John stopped and took a deep breath. Underwater demolition was easier than this, he thought.
“I want your permission to propose to Nat.”
“We take this very seriously,” Greg said. “This is a lifetime commitment for both of you.”
“I know,” John responded. “That’s not the part that worries me. Asking you two is the hard part. She’s my world. I don’t ever want to be without her.”
“Greg, be nice,” said Aida. “John, honestly, we were starting to wonder what was taking you so long. Of course you have our permission and wholehearted blessing.” She embraced him and kissed his cheek.

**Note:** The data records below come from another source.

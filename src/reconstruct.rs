//! Collaborators used by the generic object path.
//!
//! The codec never builds user objects itself. It asks a [`Reconstruct`] to
//! turn decoded arguments into a value, finds named reconstructors through a
//! [`NamespaceResolver`], and hands decoded state to an [`ApplyState`].

use std::collections::HashMap;
use std::fmt;
use std::sync::Arc;

use crate::error::{CodecError, Result};
use crate::types::{Reduce, TypeRef, Value};

/// Something callable with decoded arguments that produces a value.
pub trait Reconstruct: Send + Sync {
    fn reconstruct(&self, args: Vec<Value>) -> Result<Value>;
}

impl<F> Reconstruct for F
where
    F: Fn(Vec<Value>) -> Result<Value> + Send + Sync,
{
    fn reconstruct(&self, args: Vec<Value>) -> Result<Value> {
        self(args)
    }
}

/// Maps a (namespace, name) pair to a reconstructor.
///
/// Used when decoding type references and named reconstructors.
pub trait NamespaceResolver: Send + Sync {
    fn resolve(&self, namespace: &str, name: &str) -> Option<Arc<dyn Reconstruct>>;
}

/// A map-backed [`NamespaceResolver`].
#[derive(Clone, Default)]
pub struct Namespace {
    entries: HashMap<TypeRef, Arc<dyn Reconstruct>>,
}

impl Namespace {
    pub fn new() -> Self {
        Self::default()
    }

    /// Defines `namespace.name` as a closure reconstructor.
    pub fn define<F>(mut self, namespace: &str, name: &str, f: F) -> Self
    where
        F: Fn(Vec<Value>) -> Result<Value> + Send + Sync + 'static,
    {
        self.insert(TypeRef::new(namespace, name), f);
        self
    }

    /// Inserts or replaces a reconstructor.
    pub fn insert(&mut self, type_ref: TypeRef, reconstructor: impl Reconstruct + 'static) {
        self.entries.insert(type_ref, Arc::new(reconstructor));
    }

    pub fn contains(&self, namespace: &str, name: &str) -> bool {
        self.entries.contains_key(&TypeRef::new(namespace, name))
    }

    pub fn len(&self) -> usize {
        self.entries.len()
    }

    pub fn is_empty(&self) -> bool {
        self.entries.is_empty()
    }
}

impl NamespaceResolver for Namespace {
    fn resolve(&self, namespace: &str, name: &str) -> Option<Arc<dyn Reconstruct>> {
        self.entries.get(&TypeRef::new(namespace, name)).cloned()
    }
}

impl fmt::Debug for Namespace {
    fn fmt(&self, f: &mut fmt::Formatter<'_>) -> fmt::Result {
        f.debug_set().entries(self.entries.keys()).finish()
    }
}

/// Applies decoded state to a freshly reconstructed value.
pub trait ApplyState: Send + Sync {
    fn apply_state(&self, target: Value, state: Value) -> Result<Value>;
}

/// Default [`ApplyState`]: forwards to [`Reduce::set_state`] on objects and
/// rejects every other target.
#[derive(Debug, Clone, Copy, Default)]
pub struct SetState;

impl ApplyState for SetState {
    fn apply_state(&self, mut target: Value, state: Value) -> Result<Value> {
        match &mut target {
            Value::Object(obj) => obj.set_state(state)?,
            other => {
                return Err(CodecError::InvalidEncoding(format!(
                    "cannot apply state to a {} value",
                    other.kind()
                )));
            }
        }
        Ok(target)
    }
}

#[cfg(test)]
mod tests {
    use super::*;
    use crate::types::Reduction;

    #[derive(Debug, Clone, PartialEq)]
    struct Counter {
        hits: i64,
    }

    impl Reduce for Counter {
        fn reduce(&self) -> Option<Reduction> {
            Some(Reduction::with_default(Vec::new()).state(self.hits))
        }

        fn set_state(&mut self, state: Value) -> Result<()> {
            self.hits = state
                .as_int()
                .ok_or_else(|| CodecError::invalid("counter state must be an int"))?;
            Ok(())
        }
    }

    #[test]
    fn namespace_resolves_defined_names() {
        let ns = Namespace::new().define("math", "double", |args| {
            let n = args.first().and_then(Value::as_int).unwrap_or(0);
            Ok(Value::Int(n * 2))
        });
        assert!(ns.contains("math", "double"));
        assert!(!ns.contains("math", "triple"));
        assert_eq!(ns.len(), 1);

        let double = ns.resolve("math", "double").unwrap();
        assert_eq!(double.reconstruct(vec![Value::Int(21)]).unwrap(), Value::Int(42));
        assert!(ns.resolve("other", "double").is_none());
    }

    #[test]
    fn set_state_forwards_to_object() {
        let target = Value::object(Counter { hits: 0 });
        let applied = SetState.apply_state(target, Value::Int(3)).unwrap();
        assert_eq!(applied.downcast_ref::<Counter>(), Some(&Counter { hits: 3 }));
    }

    #[test]
    fn set_state_rejects_plain_values() {
        let err = SetState
            .apply_state(Value::List(Vec::new()), Value::Int(1))
            .unwrap_err();
        assert!(matches!(err, CodecError::InvalidEncoding(_)));
    }

    #[test]
    fn set_state_propagates_object_errors() {
        let target = Value::object(Counter { hits: 0 });
        assert!(SetState.apply_state(target, Value::from("nope")).is_err());
    }
}
//! Recursive encoding: `Value` → bytes.

use bytes::{BufMut, BytesMut};
use num_bigint::BigInt;

use super::{Codec, generic};
use crate::error::Result;
use crate::types::{Object, Value};
use crate::varint;

/// Writes tagged values into a buffer.
///
/// Nothing is rolled back on failure: after an error the buffer may hold a
/// truncated record. [`Codec::dump`] encodes into a fresh buffer, so only
/// callers driving an `Encoder` directly can observe this.
///
/// There is no cycle detection. An object whose reduction yields itself,
/// directly or through its arguments, recurses until the stack is exhausted.
pub struct Encoder<'a> {
    codec: &'a Codec,
    buf: &'a mut BytesMut,
}

impl<'a> Encoder<'a> {
    pub fn new(codec: &'a Codec, buf: &'a mut BytesMut) -> Self {
        Self { codec, buf }
    }

    pub fn codec(&self) -> &'a Codec {
        self.codec
    }

    /// Encodes one tagged value, recursing into children.
    pub fn encode(&mut self, value: &Value) -> Result<()> {
        let t = self.codec.tag_for(value);
        if let Value::Object(obj) = value {
            return self.encode_object(t, &**obj);
        }

        self.put_tag(t);
        match value {
            // Objects were routed above.
            Value::None | Value::Object(_) => {}
            Value::Bool(b) => self.buf.put_u8(u8::from(*b)),
            Value::Int(i) => self.put_signed(*i),
            Value::BigInt(i) => self.put_signed_big(i),
            Value::Float(f) => self.put_float(*f),
            Value::Complex(c) => {
                self.put_float(c.re);
                self.put_float(c.im);
            }
            Value::Bytes(b) => self.put_bytes(b),
            Value::Str(s) => self.put_str(s),
            Value::Tuple(items) | Value::List(items) | Value::Set(items) => {
                self.put_sequence(items)?;
            }
            Value::Dict(entries) => self.put_dict(entries)?,
            Value::Type(t) => {
                self.put_str(&t.namespace);
                self.put_str(&t.name);
            }
        }
        Ok(())
    }

    fn encode_object(&mut self, t: u8, obj: &dyn Object) -> Result<()> {
        let codec = self.codec;
        match codec.registry.by_tag(t) {
            Some(ext) => {
                self.put_tag(t);
                ext.encode(obj, self)
            }
            None => generic::encode_generic(self, obj),
        }
    }

    pub fn put_tag(&mut self, t: u8) {
        self.buf.put_u8(t);
    }

    pub fn put_signed(&mut self, value: i64) {
        varint::encode_i64(&mut *self.buf, value);
    }

    pub fn put_signed_big(&mut self, value: &BigInt) {
        varint::encode_signed(&mut *self.buf, value);
    }

    pub fn put_unsigned(&mut self, value: u64) {
        varint::encode_u64(&mut *self.buf, value);
    }

    /// IEEE-754 double, little-endian.
    pub fn put_float(&mut self, value: f64) {
        self.buf.put_f64_le(value);
    }

    /// Length-prefixed raw bytes.
    pub fn put_bytes(&mut self, value: &[u8]) {
        self.put_unsigned(value.len() as u64);
        self.buf.put_slice(value);
    }

    /// Length-prefixed UTF-8 (length in bytes, not chars).
    pub fn put_str(&mut self, value: &str) {
        self.put_bytes(value.as_bytes());
    }

    /// Count followed by each item, in order.
    pub fn put_sequence(&mut self, items: &[Value]) -> Result<()> {
        self.put_unsigned(items.len() as u64);
        for item in items {
            self.encode(item)?;
        }
        Ok(())
    }

    /// Count followed by key, value pairs, in order.
    pub fn put_dict(&mut self, entries: &[(Value, Value)]) -> Result<()> {
        self.put_unsigned(entries.len() as u64);
        for (key, value) in entries {
            self.encode(key)?;
            self.encode(value)?;
        }
        Ok(())
    }
}

#[cfg(test)]
mod tests {
    use super::*;
    use crate::codec::tag;
    use crate::types::{Complex, Reduce, Reduction, TypeRef};

    fn encode(value: &Value) -> Vec<u8> {
        let codec = Codec::default();
        let mut buf = BytesMut::new();
        Encoder::new(&codec, &mut buf).encode(value).unwrap();
        buf.to_vec()
    }

    #[test]
    fn encode_none_and_bools() {
        assert_eq!(encode(&Value::None), [tag::NONE]);
        assert_eq!(encode(&Value::Bool(true)), [tag::BOOL, 0x01]);
        assert_eq!(encode(&Value::Bool(false)), [tag::BOOL, 0x00]);
    }

    #[test]
    fn encode_small_int() {
        assert_eq!(encode(&Value::Int(42)), [tag::INT, 0x2A]);
        assert_eq!(encode(&Value::Int(-1)), [tag::INT, 0x7F]);
        assert_eq!(encode(&Value::Int(128)), [tag::INT, 0x80, 0x01]);
    }

    #[test]
    fn encode_float_little_endian() {
        let bytes = encode(&Value::Float(1.5));
        assert_eq!(bytes[0], tag::FLOAT);
        assert_eq!(&bytes[1..], &1.5f64.to_le_bytes());
    }

    #[test]
    fn encode_complex_parts_in_order() {
        let bytes = encode(&Value::Complex(Complex::new(1.0, -2.0)));
        assert_eq!(bytes[0], tag::COMPLEX);
        assert_eq!(&bytes[1..9], &1.0f64.to_le_bytes());
        assert_eq!(&bytes[9..], &(-2.0f64).to_le_bytes());
    }

    #[test]
    fn encode_text_and_bytes() {
        assert_eq!(encode(&Value::from("hi")), [tag::STR, 0x02, 0x68, 0x69]);
        assert_eq!(encode(&Value::from("")), [tag::STR, 0x00]);
        assert_eq!(
            encode(&Value::Bytes(vec![0xDE, 0xAD])),
            [tag::BYTES, 0x02, 0xDE, 0xAD]
        );
        // Length counts UTF-8 bytes.
        assert_eq!(encode(&Value::from("é"))[1], 2);
    }

    #[test]
    fn encode_long_string_uses_multibyte_length() {
        let s = "a".repeat(200);
        let bytes = encode(&Value::Str(s));
        assert_eq!(&bytes[..3], &[tag::STR, 0xC8, 0x01]);
        assert_eq!(bytes.len(), 203);
    }

    #[test]
    fn encode_containers() {
        let items = vec![Value::Int(1), Value::Int(2)];
        assert_eq!(
            encode(&Value::List(items.clone())),
            [tag::LIST, 0x02, tag::INT, 0x01, tag::INT, 0x02]
        );
        assert_eq!(encode(&Value::Tuple(items.clone()))[0], tag::TUPLE);
        assert_eq!(encode(&Value::Set(items))[0], tag::SET);
        assert_eq!(encode(&Value::List(Vec::new())), [tag::LIST, 0x00]);
    }

    #[test]
    fn encode_dict_pairs() {
        let dict = Value::Dict(vec![(Value::from("a"), Value::Int(1))]);
        assert_eq!(
            encode(&dict),
            [tag::DICT, 0x01, tag::STR, 0x01, b'a', tag::INT, 0x01]
        );
    }

    #[test]
    fn encode_type_reference() {
        let bytes = encode(&Value::Type(TypeRef::new("m", "T")));
        assert_eq!(bytes, [tag::TYPE, 0x01, b'm', 0x01, b'T']);
    }

    #[test]
    fn encode_big_int() {
        let big = BigInt::from(u64::MAX);
        let bytes = encode(&Value::big(big));
        assert_eq!(bytes[0], tag::INT);
        // 64 magnitude bits plus a clear sign bit need ten groups.
        assert_eq!(bytes.len(), 11);
    }

    #[derive(Debug, Clone, PartialEq)]
    struct Opaque;

    impl Reduce for Opaque {
        fn reduce(&self) -> Option<Reduction> {
            None
        }
    }

    #[test]
    fn unreducible_object_is_unsupported() {
        let codec = Codec::default();
        let mut buf = BytesMut::new();
        let err = Encoder::new(&codec, &mut buf)
            .encode(&Value::object(Opaque))
            .unwrap_err();
        assert!(matches!(err, crate::CodecError::UnsupportedType(ref name) if name.contains("Opaque")));
    }

    #[test]
    fn failure_inside_container_leaves_prefix() {
        let codec = Codec::default();
        let mut buf = BytesMut::new();
        let value = Value::List(vec![Value::Int(7), Value::object(Opaque)]);
        assert!(Encoder::new(&codec, &mut buf).encode(&value).is_err());
        assert_eq!(&buf[..], &[tag::LIST, 0x02, tag::INT, 0x07]);
    }
}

Greg beamed at his future son-in-law, shook his hand, and clapped him on the shoulder. “Welcome to the family, son. Does Nat know you’re going to propose?”
“We’ve been talking about it for a while, but no, she doesn’t know anything about this. I want it to be a surprise tomorrow night,” said John.
Later, Aida would tell Greg how sweet she thought it was that John believed Natalia was completely in the dark about his intentions this Christmas.
“She just finished her last semester of undergrad work,” Greg said, “and then she’s moving straight on into her graduate work. And you’re in school too.” He looked at his wife, who nodded. “We only ask that you wait to have the wedding until after she finishes her master’s.” Nat was in a five-year bachelor’s/master’s program in neuroscience that she would be finishing in a little more than a year.
“That’s about when I’ll be finishing my undergrad. We were thinking of that time frame too.”
Nat emerged from the crowd holding a drink carrier with four steaming cups. “Here we go…everything okay?”
“Yeah, we’re good,” said John, and they moved to catch up with the procession. “So when do they get someone to let them in?”
***
The day of the Christmas open house was clear and crisp. All the monks came, along with many members of Mollie and Francisco’s family. Aida had invited some of her coworkers, and Greg had asked his team members to come as well. The advantage of an open house was that the guests could come and go as best fit their schedule. The food, an odd mixture of traditional New Mexican and Greek fare, complemented each other well. The sweetness of baklava or Christopsomo after tamales with coffee was a new experience for all. At the en
d of the day, with the piñon fire burning in the kiva fireplace and the Christmas tree lit up, John pulled Nat out in front of everyone, got down on one knee, and presented her with a small box.
“Natalia, will you marry me?”
She pulled him up off the floor, gently took his head in her hands, kissed him, and said, “Of course.”
Both Greg and Aida teared up as applause, shouts of congratulations, and several excellent gritos filled the house. Their lives were indeed whole and healthy again.
***
Three hundred miles to the north, a man was screaming in the night.
“Get away from me. Stay away from me. No!”
The guards at the federal Supermax in Florence, Colorado, had seen this all before. In fact, it was pretty much expected. Lock up a person in isolation for twenty-three hours a day for months that stretched into years and they broke down. This one had had it worse, though. His only human contact, if you could call it that, was with a voice he heard while sitting alone in a room staring at a one-way mirror. What the man saw in the reflection didn’t remotely resemble the face he had known eighteen months ago. The time had been hard on Jerome Gilden, aging him prematurely. The bitter, rapid decay he had fought against with his considerable will now ate away at him, both inside and out.
This torment, this unwelcome visitor in the night, though, was something new. It usually came as he was trying to fall asleep, which was his only true escape from this place. When it came, he felt as if something was clutching at his mind, trying to dig itself into him. He would lie there, fully aware, watching the room spin around him, and sink further into his terror. It would have provided him scant comfort to know the cause of his anguish was that someone was thinking about him or that a nameless, faceless monk had been wrong on one crucial point. Aida Doxiphus wasn’t the last person who had been on Beverly Michelson’s mind.